No tempo de Dom Bosco falar de multiculturalismo seria uma blasfêmia. Falar de relações de amizade baseadas no respeito ao ponto de vista, às interpretações e atitudes do outro, do diferente, constituindo uma fonte de possibilidades de transformação e de criação cultural, era um comportamento “estranho”, um comportamento agressivo às normas e regras da moral vigente.

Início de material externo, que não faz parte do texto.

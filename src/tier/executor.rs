use super::error::ExecutionError;
use super::events::{EventSink, NullEventSink, RunEvent};
use super::gate::{AllowAllGate, GateRequest, SecurityGate};
use super::protocol::{
    AllocationRequest, DelegationError, ExecutionInput, FailurePoint, RequestContext, TierDelegate,
    TierInput, TierRequest, TierResponse,
};
use crate::admission::{ActiveTaskRecord, ActiveTaskStore, RunControlTable, SharedTaskRegistry};
use crate::checkpoint::{Checkpoint, CheckpointManager, CheckpointOptions, RestoreOptions};
use crate::persistence::RunPersistence;
use crate::resources::{ResourceLimits, ResourceUsage};
use crate::run::{
    BranchRecord, BranchStatus, Run, RunContext, RunControl, RunResourceUsage, RunState,
    RunStateMachine,
};
use crate::shared::{generate_compact_id, now_millis, EngineLog};
use crate::workflow::{navigator_for, Location, Navigator, ParallelBranch, StepInfo, WorkflowDefinition};
use serde_json::{Map, Value};
use std::collections::BTreeSet;
use std::sync::Arc;
use std::time::Instant;

const MAX_STEP_ATTEMPTS: u64 = 10;

#[derive(Debug, Clone, Copy, PartialEq, Eq)]
pub struct ExecutionSettings {
    pub default_budget: ResourceLimits,
    /// Ceiling for each step's sub-budget; `None` lets a step reserve
    /// everything the run has left.
    pub step_budget: Option<ResourceLimits>,
    /// Checkpoint after every N completed steps; 0 disables periodic
    /// checkpoints.
    pub checkpoint_interval_steps: u32,
    pub checkpoint_options: CheckpointOptions,
    pub validate_on_restore: bool,
    pub max_steps: u32,
}

impl Default for ExecutionSettings {
    fn default() -> Self {
        Self {
            default_budget: ResourceLimits::new(1_000, 1_000_000, 60 * 60 * 1000, 4_096),
            step_budget: None,
            checkpoint_interval_steps: 1,
            checkpoint_options: CheckpointOptions::default(),
            validate_on_restore: true,
            max_steps: 1_000,
        }
    }
}

#[derive(Debug, Clone)]
pub struct RunRequest {
    pub run_id: Option<String>,
    pub user_id: String,
    pub has_premium: bool,
    pub parent_run_id: Option<String>,
    pub workflow: WorkflowDefinition,
    pub inputs: Map<String, Value>,
    pub budget: Option<ResourceLimits>,
    pub control: RunControl,
}

impl RunRequest {
    pub fn new(user_id: impl Into<String>, workflow: WorkflowDefinition) -> Self {
        Self {
            run_id: None,
            user_id: user_id.into(),
            has_premium: false,
            parent_run_id: None,
            workflow,
            inputs: Map::new(),
            budget: None,
            control: RunControl::new(),
        }
    }

    pub fn with_run_id(mut self, run_id: impl Into<String>) -> Self {
        self.run_id = Some(run_id.into());
        self
    }

    pub fn with_inputs(mut self, inputs: Map<String, Value>) -> Self {
        self.inputs = inputs;
        self
    }

    pub fn with_budget(mut self, budget: ResourceLimits) -> Self {
        self.budget = Some(budget);
        self
    }

    pub fn with_premium(mut self, has_premium: bool) -> Self {
        self.has_premium = has_premium;
        self
    }

    pub fn with_parent_run_id(mut self, parent_run_id: impl Into<String>) -> Self {
        self.parent_run_id = Some(parent_run_id.into());
        self
    }

    pub fn with_control(mut self, control: RunControl) -> Self {
        self.control = control;
        self
    }
}

#[derive(Debug, Clone)]
pub struct ResumeRequest {
    pub run_id: String,
    pub user_id: String,
    pub has_premium: bool,
    pub workflow: WorkflowDefinition,
    /// Checkpoint to resume from; the run's newest checkpoint when `None`.
    pub checkpoint: Option<Checkpoint>,
    pub budget: Option<ResourceLimits>,
    pub control: RunControl,
}

impl ResumeRequest {
    pub fn new(
        run_id: impl Into<String>,
        user_id: impl Into<String>,
        workflow: WorkflowDefinition,
    ) -> Self {
        Self {
            run_id: run_id.into(),
            user_id: user_id.into(),
            has_premium: false,
            workflow,
            checkpoint: None,
            budget: None,
            control: RunControl::new(),
        }
    }

    pub fn with_checkpoint(mut self, checkpoint: Checkpoint) -> Self {
        self.checkpoint = Some(checkpoint);
        self
    }

    pub fn with_budget(mut self, budget: ResourceLimits) -> Self {
        self.budget = Some(budget);
        self
    }

    pub fn with_control(mut self, control: RunControl) -> Self {
        self.control = control;
        self
    }
}

#[derive(Debug, Clone)]
pub struct RunOutcome {
    pub run_id: String,
    pub success: bool,
    pub state: RunState,
    pub outputs: Map<String, Value>,
    pub error: Option<String>,
    pub failure_point: Option<FailurePoint>,
    pub resource_usage: RunResourceUsage,
    pub last_checkpoint_id: Option<String>,
    pub run: Run,
}

enum DriveEnd {
    Exhausted,
    Paused,
}

struct Session {
    task_id: String,
    user_id: String,
    has_premium: bool,
    parent_run_id: Option<String>,
    control: RunControl,
}

/// Drives runs end to end, delegating each step to the next tier down.
pub struct TierExecutor {
    delegate: Arc<dyn TierDelegate>,
    persistence: Arc<dyn RunPersistence>,
    checkpoints: CheckpointManager,
    gate: Arc<dyn SecurityGate>,
    events: Arc<dyn EventSink>,
    admission: Option<SharedTaskRegistry>,
    controls: Option<RunControlTable>,
    settings: ExecutionSettings,
    log: EngineLog,
}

Dom Bosco, contra tudo e contra todos, assumia o outro demonstrando que as suas formas alternativas de vida são do interesse geral, ainda que muitos não vivam essas formas. Para Dom Bosco, o respeito pelo outro não admite força, violência ou dominação e, sim, o diálogo, o reconhecimento e a negociação das diferenças. Respeitar o outro significava o reconhecimento de sua autenticidade, cujas opiniões e ideias deveriam ser ouvidas e debatidas.

Para Dom Bosco, acima de tudo, na amizade, era preciso desmontar os preconceitos, dialogar sempre, perceber o outro e deixar-se perceber, reconhecer a existência do diferente para que existissem a convivência e o respeito.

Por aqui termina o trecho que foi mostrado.